The paper also exemplifies these concepts with the help of a case study in the tele- communication sector where a company uses an existing data base to arrive at RFM categorization as well as identifies the profile of customers in the preferred segments.
Over 100,000 people subscribe to our newsletter.
See stories of Analytics and AI in your inbox.
Predictive modeling, the way it is understood in the Business Analytics context, is a way of predicting consumer behavior by analyzing a database either existing in the company concerned or on a database created with the help of an empirical survey. Essentially, a modeling approach, predictive modeling helps the company to identify profiles of consumers who would be more likely to purchase a product or a service which the company might be offering to a specified and defined target market. Applications of predictive modeling can be seen over different industries and in different managerial functions.
For instance, for an entrepreneur offering a new product in a specified target market, predictive modeling can help in understanding the consumer needs and preferences with respect to the attributes defining the product. For a service oriented company it can help to determine the profile of the most preferred segment and predict the percentage of customers who may actually purchase a new service being offered. For a credit card company or an organization offering loans of any kind, predictive modeling may evolve guidelines as to what kind of consumer profile would merit a preferred treatment and to whom loans may be extended with a softer level of interest.
Once the predictive modeling context is well understood and the objective in terms of what phenomenon is to be predicted has been clearly stated, the approach would define measurable variables for each item of the in the situation … the predictor variables… as well as the variable to be predicted … the dependent or target variable.
Thereafter the predictive modeling uses either:
(a)Analytical approach like Logistics regression, Linear Regression Analysis, Factor and Cluster Analysis, Conjoint analysis, or
(b)Heuristic approach… like RFM analysis, or
(c) Data mining approach, which combines Heuristic and Statistical approach such as Classification Trees.
This paper proposes to discuss the basic concepts of the Heuristic Approach of RFM Analysis and provide an example of RFM Analysis applied on the database of a company operating in the telecommunication field in India.
Predictive Modeling and RFM analysis.
In strategic decision making companies often strive to determine who are the most valuable customers whom they would give special privileges to, invest to build up long term relations with, say in a CRM scenario, or target offers for mail orders, catalogue buying or any kind of direct marketing initiatives. The objective, in most of such situations, is to find out who the most likely buyers are, who makes purchases most frequently, who spend the most and who have the greater probability of coming back for repurchase. In many such initiatives, RFM analysis, recency-frequency-monetary analysis, helps identify consumer segments and customer profiles having such characteristics.

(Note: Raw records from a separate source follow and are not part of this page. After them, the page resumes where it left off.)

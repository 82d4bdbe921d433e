//! Decoding telemetry blocks to physical values

use std::collections::HashMap;

use crate::bits::{extract_bits, sign_extend};
use crate::catalog::block_def;
use crate::error::{ParamError, ParamResult};
use crate::types::{BlockDef, BlockId, ParameterDef};

/// Decode one parameter from a block buffer
///
/// Reads the parameter's bit range, sign-extends it when the parameter is
/// signed and applies the parameter's conversion.
pub fn extract_parameter(buf: &[u8], def: &ParameterDef) -> ParamResult<f64> {
    let raw = extract_bits(buf, def.bit_offset, def.bit_length)?;
    let value = if def.signed {
        sign_extend(raw, def.bit_length)
    } else {
        raw as i64
    };
    Ok((def.convert)(value))
}

/// Decode every parameter of a block
pub fn extract_all_parameters(
    buf: &[u8],
    block: &BlockDef,
) -> ParamResult<HashMap<&'static str, f64>> {
    check_length(buf, block)?;

    let mut values = HashMap::with_capacity(block.parameters.len());
    for def in block.parameters {
        values.insert(def.name, extract_parameter(buf, def)?);
    }
    Ok(values)
}

/// Decode a buffer as the built-in block identified by `id`
pub fn decode_block(buf: &[u8], id: BlockId) -> ParamResult<HashMap<&'static str, f64>> {
    extract_all_parameters(buf, block_def(id))
}

fn check_length(buf: &[u8], block: &BlockDef) -> ParamResult<()> {
    if buf.len() < block.block_size {
        return Err(ParamError::BufferTooShort {
            block: block.block_id.to_string(),
            expected: block.block_size,
            actual: buf.len(),
        });
    }
    Ok(())
}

‘The fundamental premise underlying RFM analysis is that customers who have purchased recently – , have made more purchases and have made larger purchases are more likely to respond to your offering than other customers who have purchased less recently, less often and in smaller amounts.’[Charlotte Mason, 2003, University of North Carolina].
The analysis helps an organization to focus on a smaller section of the target population which again follows another managerial premise, Pareto Principle that 80 % of the business comes from 20 % of the customers.
In the past 30 years, direct mailing marketers for non-profit organizations have used an informal RFM analysis to target their mailings to customers most likely to make donations. The reasoning behind RFM was simple: people who donated once were more likely to donate again. Currently, with the availability of CRM software and the use of e-mail marketing, RFM analysis has become an even more important tool. Using RFM analysis, customers are assigned a ranking number of 1,2,3,4, or 5 (with 5 being highest) for each RFM parameter. The three scores together are referred to as an RFM composite score. The database is sorted to determine which customers have been the best customers in the past, with a composite score “111″ being ideal. Of course, in some organizations marketers consider 5 to be the most preferred RFM parameter, in which case ‘555’ would be the most preferred customer.
There are many justifications as to why RFM analysis works. Customers who bought most recently from an organization, are more likely to respond to the next promotion than those whose last purchase has been way back in the past. This is a universal marketing phenomenon and has been observed in many industries such as insurance, banks, cataloging, retail, travel, etc. In a similar manner, customers who have purchased frequently are more likely to respond than the less frequent ones. Also customers who are big spenders often exhibit much higher response rates than small spenders.
HOW CAN ANALYTICS HELP
Analytics is increasingly being used as a tool to solve complex organizational problems – leading to better decisions. These are the decisions which were once taken solely by gut instincts.
The success of any company in the Telecom industry currently depends on two broad factors –
- Ability to add new subscribers (both data and voice)
- Ability to retain existing subscribers (Since, Mobile Number Portability is now available by all operators)
This paper focuses on the second part, which is on the indicators which would help the company minimize the tendency of subscribers to switch from their service to others. One of the major indicators of this tendency is measured by Port-in Port-out ratio (it is also commonly referred to as Churn).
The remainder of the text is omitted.